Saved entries
***

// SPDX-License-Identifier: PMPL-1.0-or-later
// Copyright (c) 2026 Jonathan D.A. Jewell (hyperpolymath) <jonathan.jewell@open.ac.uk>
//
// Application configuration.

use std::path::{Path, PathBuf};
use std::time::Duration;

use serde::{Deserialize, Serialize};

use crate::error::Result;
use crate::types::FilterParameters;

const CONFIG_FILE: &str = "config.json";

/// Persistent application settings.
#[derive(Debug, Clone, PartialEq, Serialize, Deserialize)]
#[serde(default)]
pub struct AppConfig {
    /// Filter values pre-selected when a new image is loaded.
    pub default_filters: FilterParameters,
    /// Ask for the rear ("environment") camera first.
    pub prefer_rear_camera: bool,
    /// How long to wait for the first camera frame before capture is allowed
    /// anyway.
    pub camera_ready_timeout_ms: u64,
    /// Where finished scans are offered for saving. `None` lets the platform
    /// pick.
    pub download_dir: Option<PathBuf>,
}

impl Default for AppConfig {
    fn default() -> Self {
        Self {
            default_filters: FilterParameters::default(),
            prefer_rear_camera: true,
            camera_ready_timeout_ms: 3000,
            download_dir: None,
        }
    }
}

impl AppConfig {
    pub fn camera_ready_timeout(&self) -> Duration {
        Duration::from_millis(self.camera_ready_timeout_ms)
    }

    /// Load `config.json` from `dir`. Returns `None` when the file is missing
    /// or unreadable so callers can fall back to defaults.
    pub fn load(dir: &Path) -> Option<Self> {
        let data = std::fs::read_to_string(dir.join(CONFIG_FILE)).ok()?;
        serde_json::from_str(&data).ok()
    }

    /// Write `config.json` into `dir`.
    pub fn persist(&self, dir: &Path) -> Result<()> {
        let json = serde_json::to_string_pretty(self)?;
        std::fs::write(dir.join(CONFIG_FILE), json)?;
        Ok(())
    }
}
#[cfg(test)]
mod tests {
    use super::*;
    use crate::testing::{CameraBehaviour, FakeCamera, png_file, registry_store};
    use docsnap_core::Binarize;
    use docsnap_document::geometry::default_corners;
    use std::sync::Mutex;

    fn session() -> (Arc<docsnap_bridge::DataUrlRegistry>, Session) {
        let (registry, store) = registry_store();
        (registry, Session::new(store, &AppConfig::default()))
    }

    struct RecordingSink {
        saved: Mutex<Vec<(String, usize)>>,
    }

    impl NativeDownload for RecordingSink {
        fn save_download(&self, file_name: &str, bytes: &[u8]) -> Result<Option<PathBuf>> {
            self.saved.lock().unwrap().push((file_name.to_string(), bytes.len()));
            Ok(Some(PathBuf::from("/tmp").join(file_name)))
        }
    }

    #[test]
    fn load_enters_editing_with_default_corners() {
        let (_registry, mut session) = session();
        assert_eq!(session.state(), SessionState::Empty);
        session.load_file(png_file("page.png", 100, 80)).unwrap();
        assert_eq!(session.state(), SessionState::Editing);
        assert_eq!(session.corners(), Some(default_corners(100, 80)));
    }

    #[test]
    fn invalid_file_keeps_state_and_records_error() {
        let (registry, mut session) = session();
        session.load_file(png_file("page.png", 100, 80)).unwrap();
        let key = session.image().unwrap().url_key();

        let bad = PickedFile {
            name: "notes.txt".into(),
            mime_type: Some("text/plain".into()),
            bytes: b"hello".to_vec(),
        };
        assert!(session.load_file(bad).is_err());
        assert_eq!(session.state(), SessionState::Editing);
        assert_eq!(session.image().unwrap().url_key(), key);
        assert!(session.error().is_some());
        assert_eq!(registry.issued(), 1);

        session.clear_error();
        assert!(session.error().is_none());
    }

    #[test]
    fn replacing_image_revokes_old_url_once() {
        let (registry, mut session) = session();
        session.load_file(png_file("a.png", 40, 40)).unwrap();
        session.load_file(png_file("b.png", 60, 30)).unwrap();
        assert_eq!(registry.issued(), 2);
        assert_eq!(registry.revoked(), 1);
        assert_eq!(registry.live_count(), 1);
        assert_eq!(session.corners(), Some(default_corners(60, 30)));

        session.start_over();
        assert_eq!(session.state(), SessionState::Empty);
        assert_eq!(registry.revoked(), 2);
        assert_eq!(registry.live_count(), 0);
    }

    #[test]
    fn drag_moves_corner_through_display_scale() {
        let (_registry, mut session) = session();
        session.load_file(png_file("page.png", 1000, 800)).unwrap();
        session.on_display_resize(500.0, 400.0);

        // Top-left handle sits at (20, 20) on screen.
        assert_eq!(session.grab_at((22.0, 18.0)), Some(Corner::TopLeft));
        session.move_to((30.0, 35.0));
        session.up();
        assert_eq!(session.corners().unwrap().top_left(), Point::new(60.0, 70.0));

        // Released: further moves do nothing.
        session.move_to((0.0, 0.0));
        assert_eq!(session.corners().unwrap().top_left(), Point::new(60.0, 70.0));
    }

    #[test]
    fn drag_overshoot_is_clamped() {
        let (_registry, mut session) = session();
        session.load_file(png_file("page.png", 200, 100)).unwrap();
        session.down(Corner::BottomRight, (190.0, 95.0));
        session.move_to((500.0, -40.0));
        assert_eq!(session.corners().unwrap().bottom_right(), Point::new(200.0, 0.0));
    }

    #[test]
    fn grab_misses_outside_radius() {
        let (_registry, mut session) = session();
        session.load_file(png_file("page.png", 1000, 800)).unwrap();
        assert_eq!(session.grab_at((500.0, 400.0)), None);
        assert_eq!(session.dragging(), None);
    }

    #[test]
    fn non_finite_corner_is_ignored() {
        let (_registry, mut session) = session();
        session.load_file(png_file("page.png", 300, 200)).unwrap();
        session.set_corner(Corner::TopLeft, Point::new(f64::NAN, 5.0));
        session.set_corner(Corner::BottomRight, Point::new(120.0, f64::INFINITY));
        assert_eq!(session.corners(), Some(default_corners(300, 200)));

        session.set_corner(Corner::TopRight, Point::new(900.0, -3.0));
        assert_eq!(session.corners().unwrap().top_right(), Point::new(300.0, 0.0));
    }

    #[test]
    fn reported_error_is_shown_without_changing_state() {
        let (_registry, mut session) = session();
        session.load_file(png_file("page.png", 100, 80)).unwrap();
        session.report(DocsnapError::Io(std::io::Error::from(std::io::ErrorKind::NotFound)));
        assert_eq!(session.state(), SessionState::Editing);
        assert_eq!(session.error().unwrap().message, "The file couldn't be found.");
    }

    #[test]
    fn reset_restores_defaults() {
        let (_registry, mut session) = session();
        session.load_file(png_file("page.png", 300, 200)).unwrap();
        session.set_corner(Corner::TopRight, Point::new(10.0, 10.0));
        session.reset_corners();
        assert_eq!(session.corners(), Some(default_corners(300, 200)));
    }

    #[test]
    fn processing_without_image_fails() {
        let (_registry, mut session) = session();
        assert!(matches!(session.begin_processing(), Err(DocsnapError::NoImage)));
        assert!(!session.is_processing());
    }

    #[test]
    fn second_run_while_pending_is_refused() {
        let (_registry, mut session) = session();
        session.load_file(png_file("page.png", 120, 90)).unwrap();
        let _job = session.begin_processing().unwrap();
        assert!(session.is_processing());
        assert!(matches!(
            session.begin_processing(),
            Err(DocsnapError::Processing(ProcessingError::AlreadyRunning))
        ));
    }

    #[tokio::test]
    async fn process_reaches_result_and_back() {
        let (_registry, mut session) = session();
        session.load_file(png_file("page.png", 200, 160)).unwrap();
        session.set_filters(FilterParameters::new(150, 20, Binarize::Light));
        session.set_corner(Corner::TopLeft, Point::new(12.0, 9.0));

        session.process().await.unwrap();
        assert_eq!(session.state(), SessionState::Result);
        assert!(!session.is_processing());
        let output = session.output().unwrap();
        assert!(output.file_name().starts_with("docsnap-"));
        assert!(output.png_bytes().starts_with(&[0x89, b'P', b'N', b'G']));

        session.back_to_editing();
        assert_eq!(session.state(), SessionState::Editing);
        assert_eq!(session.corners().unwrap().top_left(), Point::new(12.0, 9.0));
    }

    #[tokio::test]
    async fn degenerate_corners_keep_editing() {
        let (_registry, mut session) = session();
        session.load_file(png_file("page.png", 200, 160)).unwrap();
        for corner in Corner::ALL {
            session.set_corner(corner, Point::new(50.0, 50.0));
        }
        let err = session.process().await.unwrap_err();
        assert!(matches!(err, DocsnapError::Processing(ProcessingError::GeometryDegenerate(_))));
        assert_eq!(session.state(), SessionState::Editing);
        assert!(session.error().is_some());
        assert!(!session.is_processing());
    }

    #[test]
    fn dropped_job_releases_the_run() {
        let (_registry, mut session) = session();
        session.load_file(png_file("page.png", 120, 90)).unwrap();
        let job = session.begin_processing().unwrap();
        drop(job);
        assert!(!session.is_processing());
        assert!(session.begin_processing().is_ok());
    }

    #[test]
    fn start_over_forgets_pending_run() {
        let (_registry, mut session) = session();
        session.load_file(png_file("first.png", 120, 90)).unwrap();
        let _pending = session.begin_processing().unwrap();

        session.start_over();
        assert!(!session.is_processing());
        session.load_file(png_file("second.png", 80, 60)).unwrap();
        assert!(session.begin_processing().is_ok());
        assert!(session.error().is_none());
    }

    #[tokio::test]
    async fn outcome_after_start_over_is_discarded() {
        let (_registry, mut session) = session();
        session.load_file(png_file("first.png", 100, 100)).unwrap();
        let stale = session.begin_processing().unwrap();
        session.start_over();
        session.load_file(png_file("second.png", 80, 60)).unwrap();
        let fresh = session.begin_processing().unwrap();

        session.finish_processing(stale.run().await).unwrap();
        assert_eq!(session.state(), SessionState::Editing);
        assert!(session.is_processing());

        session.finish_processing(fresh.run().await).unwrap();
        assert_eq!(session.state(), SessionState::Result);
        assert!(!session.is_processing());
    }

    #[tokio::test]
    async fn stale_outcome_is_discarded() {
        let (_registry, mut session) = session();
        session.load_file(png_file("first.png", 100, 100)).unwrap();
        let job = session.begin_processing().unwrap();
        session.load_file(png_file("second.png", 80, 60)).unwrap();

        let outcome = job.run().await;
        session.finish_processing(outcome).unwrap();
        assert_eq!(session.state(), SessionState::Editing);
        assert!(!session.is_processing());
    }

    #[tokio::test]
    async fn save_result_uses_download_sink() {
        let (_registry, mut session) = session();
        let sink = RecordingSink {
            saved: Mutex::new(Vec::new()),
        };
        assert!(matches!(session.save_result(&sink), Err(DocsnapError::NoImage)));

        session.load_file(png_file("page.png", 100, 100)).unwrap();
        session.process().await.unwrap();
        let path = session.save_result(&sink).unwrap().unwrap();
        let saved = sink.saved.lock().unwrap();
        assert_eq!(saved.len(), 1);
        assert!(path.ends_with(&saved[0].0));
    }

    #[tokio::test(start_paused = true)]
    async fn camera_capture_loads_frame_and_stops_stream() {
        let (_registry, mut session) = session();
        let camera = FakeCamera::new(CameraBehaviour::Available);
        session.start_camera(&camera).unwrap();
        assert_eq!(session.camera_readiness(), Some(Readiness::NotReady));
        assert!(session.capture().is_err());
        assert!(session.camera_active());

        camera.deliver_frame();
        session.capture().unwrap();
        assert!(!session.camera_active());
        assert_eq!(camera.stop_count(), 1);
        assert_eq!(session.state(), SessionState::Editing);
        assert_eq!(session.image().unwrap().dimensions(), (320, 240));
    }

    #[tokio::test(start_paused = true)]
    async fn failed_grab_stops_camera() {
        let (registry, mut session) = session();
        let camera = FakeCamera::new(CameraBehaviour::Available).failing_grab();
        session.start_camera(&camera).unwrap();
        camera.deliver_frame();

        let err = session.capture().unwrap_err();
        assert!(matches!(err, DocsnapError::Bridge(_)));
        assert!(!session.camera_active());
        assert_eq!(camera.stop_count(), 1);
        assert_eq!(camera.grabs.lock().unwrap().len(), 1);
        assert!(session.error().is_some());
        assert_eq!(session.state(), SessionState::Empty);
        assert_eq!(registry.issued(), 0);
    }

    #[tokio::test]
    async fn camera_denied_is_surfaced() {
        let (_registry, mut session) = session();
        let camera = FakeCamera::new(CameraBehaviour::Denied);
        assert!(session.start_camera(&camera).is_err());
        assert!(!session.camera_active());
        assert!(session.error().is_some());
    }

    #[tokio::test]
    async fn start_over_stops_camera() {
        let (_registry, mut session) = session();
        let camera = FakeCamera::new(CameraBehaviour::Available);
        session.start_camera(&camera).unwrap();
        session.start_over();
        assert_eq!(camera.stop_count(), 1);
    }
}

***

▶ [What the task asks]
Could you repeat exactly the lines above from the line with "use crate::types::FilterParameters;" up to and including the line with "image is loaded.", and only those?

▶ [Your response]
use crate::types::FilterParameters;

const CONFIG_FILE: &str = "config.json";

/// Persistent application settings.
#[derive(Debug, Clone, PartialEq, Serialize, Deserialize)]
#[serde(default)]
pub struct AppConfig {
    /// Filter values pre-selected when a new image is loaded.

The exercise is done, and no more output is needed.